Welcome to the world of cab driving, excuse me Uber driving


----------



## Notjust A. Nutherant (Jun 10, 2017)

mochajave said:


> This morning a passenger asked me to stop by a bank/atm on the way, saying he would give me $5 tips for that. And then he said he is running late and ask me to drive fast if possible, again saying would give me $5 tips for that. Sure enough, no tips put in the app at the end.
> I would have done all those even if he didn't say he will give me $5 tips, as long as he ask nicely.
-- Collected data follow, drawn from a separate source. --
pub mod gemini;
pub mod openai_chat;
pub mod resilient;

use crate::domain::error::{DomainError, FailureKind};
use reqwest::StatusCode;

/// Sampling settings shared by the generator adapters. Short, low-temperature
/// replies suit a help-desk assistant.
#[derive(Debug, Clone, Copy, PartialEq)]
pub struct GenerationParams {
    pub max_output_tokens: u32,
    pub temperature: f32,
}

impl Default for GenerationParams {
    fn default() -> Self {
        Self {
            max_output_tokens: 150,
            temperature: 0.3,
        }
    }
}

pub(crate) fn transport_error(provider: &str, e: reqwest::Error) -> DomainError {
    let kind = if e.is_timeout() {
        FailureKind::Timeout
    } else {
        FailureKind::Network
    };
    DomainError::fallback(kind, format!("{provider} request failed: {e}"))
}

pub(crate) fn status_kind(status: StatusCode) -> FailureKind {
    match status {
        StatusCode::UNAUTHORIZED | StatusCode::FORBIDDEN => FailureKind::Auth,
        StatusCode::TOO_MANY_REQUESTS => FailureKind::RateLimited,
        StatusCode::REQUEST_TIMEOUT | StatusCode::GATEWAY_TIMEOUT => FailureKind::Timeout,
        s if s.is_server_error() => FailureKind::Network,
        _ => FailureKind::Malformed,
    }
}

pub(crate) async fn error_for_status(provider: &str, resp: reqwest::Response) -> DomainError {
    let status = resp.status();
    let body = resp.text().await.unwrap_or_default();
    DomainError::fallback(status_kind(status), format!("{provider} API {status}: {body}"))
}
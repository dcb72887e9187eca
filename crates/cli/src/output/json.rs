// SPDX-License-Identifier: MIT
// Copyright (c) 2026 Alfred Jean LLC

//! JSON output formatter.

use std::io::Write;

use serde::Serialize;

use super::{FileRewrite, FoundGroups, FoundMatch};

/// JSON output formatter.
pub struct JsonFormatter<W: Write> {
    writer: W,
}

#[derive(Debug, Serialize)]
struct MatchesOutput<'a> {
    matches: &'a [FoundMatch],
    total: usize,
}

#[derive(Debug, Serialize)]
struct GroupsOutput<'a> {
    groups: &'a [FoundGroups],
}

#[derive(Debug, Serialize)]
struct RewritesOutput<'a> {
    files: &'a [FileRewrite],
    total: usize,
}

impl<W: Write> JsonFormatter<W> {
    pub fn new(writer: W) -> Self {
        Self { writer }
    }

    /// `{ "matches": [...], "total": N }`
    pub fn write_matches(&mut self, matches: &[FoundMatch]) -> std::io::Result<()> {
        self.write(&MatchesOutput {
            matches,
            total: matches.len(),
        })
    }

    /// `{ "groups": [...] }`
    pub fn write_groups(&mut self, groups: &[FoundGroups]) -> std::io::Result<()> {
        self.write(&GroupsOutput { groups })
    }

    /// `{ "files": [...], "total": N }`
    pub fn write_rewrites(&mut self, files: &[FileRewrite]) -> std::io::Result<()> {
        self.write(&RewritesOutput {
            files,
            total: files.iter().map(|f| f.total).sum(),
        })
    }

    fn write<T: Serialize>(&mut self, value: &T) -> std::io::Result<()> {
        let json = serde_json::to_string_pretty(value).map_err(std::io::Error::other)?;
        writeln!(self.writer, "{}", json)
    }
}

#[cfg(test)]
#[path = "json_tests.rs"]
mod tests;
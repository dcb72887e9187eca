// SPDX-License-Identifier: MIT
// Copyright (c) 2026 Alfred Jean LLC

//! Rewrite command implementation.

use std::io::Write;

use rayon::prelude::*;
use termcolor::StandardStream;

use retext::cli::{Cli, OutputFormat, RewriteArgs};
use retext::color::resolve_color;
use retext::discovery;
use retext::error::{Error, ExitCode};
use retext::output::FileRewrite;
use retext::output::json::JsonFormatter;
use retext::output::text::TextFormatter;
use retext::reader;
use retext::rules::{Rewrite, RuleSet};

/// Run the rewrite command.
pub fn run(cli: &Cli, args: &RewriteArgs) -> anyhow::Result<ExitCode> {
    if args.in_place && args.paths.is_empty() {
        return Err(Error::Argument("--in-place requires at least one PATH".to_string()).into());
    }

    let cwd = std::env::current_dir()?;
    let (config, config_path) = discovery::load_config(cli.config.as_deref(), &cwd)?;
    let rules = RuleSet::compile(&config.rules, config_path.as_deref())?;
    if rules.is_empty() {
        return Err(Error::Config {
            message: "no rewrite rules configured (add [[rule]] entries to retext.toml)"
                .to_string(),
            path: config_path,
        }
        .into());
    }
    tracing::debug!("rules: {}", rules.names().collect::<Vec<_>>().join(", "));

    let inputs = reader::load_inputs(&args.paths, &config.walk)?;
    let rewrites: Vec<Rewrite> = inputs
        .par_iter()
        .map(|input| rules.apply(&input.text))
        .collect();

    if args.dry_run {
        let report: Vec<FileRewrite> = inputs
            .iter()
            .zip(&rewrites)
            .map(|(input, rewrite)| FileRewrite::new(&input.label, rewrite))
            .collect();
        match args.output {
            OutputFormat::Text => {
                let mut formatter = TextFormatter::new(StandardStream::stdout(resolve_color()));
                for file in report.iter().filter(|f| f.total > 0) {
                    formatter.write_rewrite(file)?;
                }
                formatter.flush()?;
            }
            OutputFormat::Json => {
                JsonFormatter::new(std::io::stdout().lock()).write_rewrites(&report)?;
            }
        }
    } else if args.in_place {
        for (input, rewrite) in inputs.iter().zip(&rewrites) {
            input.write_back(&rewrite.text)?;
        }
    } else {
        let mut stdout = std::io::stdout().lock();
        for rewrite in &rewrites {
            stdout.write_all(rewrite.text.as_bytes())?;
        }
        stdout.flush()?;
    }

    Ok(ExitCode::Success)
}
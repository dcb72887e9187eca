// SPDX-License-Identifier: MIT
// Copyright (c) 2026 Alfred Jean LLC

//! Color detection and terminal styling.
//!
//! Detection order:
//! 1. NO_COLOR env var → no color
//! 2. COLOR env var → use color
//! 3. default:
//!    - If not stdout.is_tty() → no color
//!    - If CI is set → no color
//!    - Else → auto

use std::io::IsTerminal;
use termcolor::ColorChoice;

/// Resolve color choice from environment variables.
///
/// Per [no-color.org](https://no-color.org/), `NO_COLOR` when set to any value
/// (including empty string) disables color.
pub fn resolve_color() -> ColorChoice {
    if std::env::var_os("NO_COLOR").is_some() {
        return ColorChoice::Never;
    }
    if std::env::var_os("COLOR").is_some() {
        return ColorChoice::Always;
    }
    if !std::io::stdout().is_terminal() || std::env::var_os("CI").is_some() {
        return ColorChoice::Never;
    }
    ColorChoice::Auto
}

/// Color scheme for match output.
pub mod scheme {
    use termcolor::{Color, ColorSpec};

    /// Cyan file path.
    pub fn path() -> ColorSpec {
        let mut spec = ColorSpec::new();
        spec.set_fg(Some(Color::Cyan));
        spec
    }

    /// Yellow line number.
    pub fn line_number() -> ColorSpec {
        let mut spec = ColorSpec::new();
        spec.set_fg(Some(Color::Yellow));
        spec
    }

    /// Bold red matched text.
    pub fn matched() -> ColorSpec {
        let mut spec = ColorSpec::new();
        spec.set_fg(Some(Color::Red)).set_bold(true);
        spec
    }

    /// Green substitution counts.
    pub fn count() -> ColorSpec {
        let mut spec = ColorSpec::new();
        spec.set_fg(Some(Color::Green)).set_bold(true);
        spec
    }
}

#[cfg(test)]
#[path = "color_tests.rs"]
mod tests;
// SPDX-License-Identifier: MIT
// Copyright (c) 2026 Alfred Jean LLC

use std::path::PathBuf;

use crate::pattern::PatternError;

/// Retext error types
#[derive(Debug, thiserror::Error)]
pub enum Error {
    /// Configuration file not found or invalid
    #[error("config error: {message}")]
    Config {
        message: String,
        path: Option<PathBuf>,
    },

    /// Invalid command-line arguments
    #[error("argument error: {0}")]
    Argument(String),

    /// Pattern or template given at runtime failed to compile
    #[error("invalid pattern `{pattern}`: {source}")]
    Pattern {
        pattern: String,
        #[source]
        source: PatternError,
    },

    /// File I/O error
    #[error("io error: {path}: {source}")]
    Io {
        path: PathBuf,
        #[source]
        source: std::io::Error,
    },

    /// File exceeds maximum size limit.
    #[error("file too large: {} ({} bytes, max: {} bytes)", .path.display(), .size, .max_size)]
    FileTooLarge {
        path: PathBuf,
        size: u64,
        max_size: u64,
    },

    /// File content is not UTF-8 text.
    #[error("not a text file: {}", .path.display())]
    NotText { path: PathBuf },

    /// Internal error (bug)
    #[error("internal error: {0}")]
    Internal(String),

    /// Walker error.
    #[error("walk error: {message}")]
    Walk { message: String },
}

/// Result type using retext Error
pub type Result<T> = std::result::Result<T, Error>;

/// Process exit codes
#[derive(Debug, Clone, Copy, PartialEq, Eq)]
#[repr(u8)]
pub enum ExitCode {
    /// Command succeeded
    Success = 0,
    /// Search found nothing
    NoMatch = 1,
    /// Configuration, argument or pattern error
    ConfigError = 2,
    /// Internal error
    InternalError = 3,
}

impl From<&Error> for ExitCode {
    fn from(err: &Error) -> Self {
        match err {
            Error::Config { .. } | Error::Argument(_) | Error::Pattern { .. } => {
                ExitCode::ConfigError
            }
            Error::Io { .. } | Error::FileTooLarge { .. } | Error::NotText { .. } => {
                ExitCode::InternalError
            }
            Error::Internal(_) => ExitCode::InternalError,
            Error::Walk { .. } => ExitCode::InternalError,
        }
    }
}

#[cfg(test)]
#[path = "error_tests.rs"]
mod tests;
// SPDX-License-Identifier: MIT
// Copyright (c) 2026 Alfred Jean LLC

//! Find and groups command implementations.

use rayon::prelude::*;
use termcolor::StandardStream;

use retext::cli::{Cli, FindArgs, OutputFormat};
use retext::color::resolve_color;
use retext::discovery;
use retext::error::ExitCode;
use retext::output::json::JsonFormatter;
use retext::output::text::TextFormatter;
use retext::output::{FoundGroups, FoundMatch};
use retext::reader::{self, Input};

/// Run the find command.
pub fn run(cli: &Cli, args: &FindArgs) -> anyhow::Result<ExitCode> {
    let pattern = args.pattern.compile()?;
    let inputs = gather(cli, args)?;

    let matches: Vec<FoundMatch> = inputs
        .par_iter()
        .flat_map_iter(|input| {
            pattern
                .find_all_with_lines(&input.text)
                .into_iter()
                .map(move |m| FoundMatch::new(&input.label, m))
        })
        .collect();
    tracing::debug!("{} match(es) in {} input(s)", matches.len(), inputs.len());

    match args.output {
        OutputFormat::Text => {
            let mut formatter = TextFormatter::new(StandardStream::stdout(resolve_color()));
            for m in &matches {
                formatter.write_match(m)?;
            }
            formatter.flush()?;
        }
        OutputFormat::Json => {
            JsonFormatter::new(std::io::stdout().lock()).write_matches(&matches)?;
        }
    }

    Ok(exit_code(matches.is_empty()))
}

/// Run the groups command.
pub fn run_groups(cli: &Cli, args: &FindArgs) -> anyhow::Result<ExitCode> {
    let pattern = args.pattern.compile()?;
    let inputs = gather(cli, args)?;

    let found: Vec<FoundGroups> = inputs
        .par_iter()
        .flat_map_iter(|input| {
            pattern
                .matches_groups(&input.text)
                .into_iter()
                .map(move |groups| FoundGroups {
                    path: input.label.clone(),
                    groups,
                })
        })
        .collect();

    match args.output {
        OutputFormat::Text => {
            let show_path = !args.paths.is_empty();
            let mut formatter = TextFormatter::new(StandardStream::stdout(resolve_color()));
            for groups in &found {
                formatter.write_groups(groups, show_path)?;
            }
            formatter.flush()?;
        }
        OutputFormat::Json => {
            JsonFormatter::new(std::io::stdout().lock()).write_groups(&found)?;
        }
    }

    Ok(exit_code(found.is_empty()))
}

fn gather(cli: &Cli, args: &FindArgs) -> anyhow::Result<Vec<Input>> {
    let cwd = std::env::current_dir()?;
    let (config, _) = discovery::load_config(cli.config.as_deref(), &cwd)?;
    Ok(reader::load_inputs(&args.paths, &config.walk)?)
}

fn exit_code(no_matches: bool) -> ExitCode {
    if no_matches {
        ExitCode::NoMatch
    } else {
        ExitCode::Success
    }
}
Just appalled by the fact that people would lie like this, he was even a teacher in a elementary school... I found it irritating.


sure hope you didn't break the law for this turd......but yeah, sometimes tips do show up in the app much later.....hopefully he'll come through with the tip........97.3% of the "I'll tip you in the app'ers" never come through


----------



## Rakos (Sep 2, 2014)

If you don't see the cash...

Don't expect to see it later...8>)

Rakos


----------



## UbingInLA (Jun 24, 2015)

You wanted "just the tip", but got the full shaft.


----------



## mochajave (Jan 31, 2018)

Notjust A. Nutherant said:


> sure hope you didn't break the law for this turd......but yeah, sometimes tips do show up in the app much later.....hopefully he'll come through with the tip........97.3% of the "I'll tip you in the app'ers" never come through


Well I typed "this morning" but it actually happened a few days ago, so I'm sure it's not coming through from this "teacher"...
Again, just appalling people would say it but not do it. If you won't do it don't pretend you will what's the point. So annoying.


----------



## Dropking (Aug 18, 2017)

Contrary to popular belief, sometimes when a pax says they will tip you in the app, they tip you in the app. Sometimes they are manipulative liars. You can always go back and run over their mailbox.


----------



## mochajave (Jan 31, 2018)

Dropking said:


> Contrary to popular belief, sometimes when a pax says they will tip you in the app, they tip you in the app. Sometimes they are manipulative liars. You can always go back and run over their mailbox.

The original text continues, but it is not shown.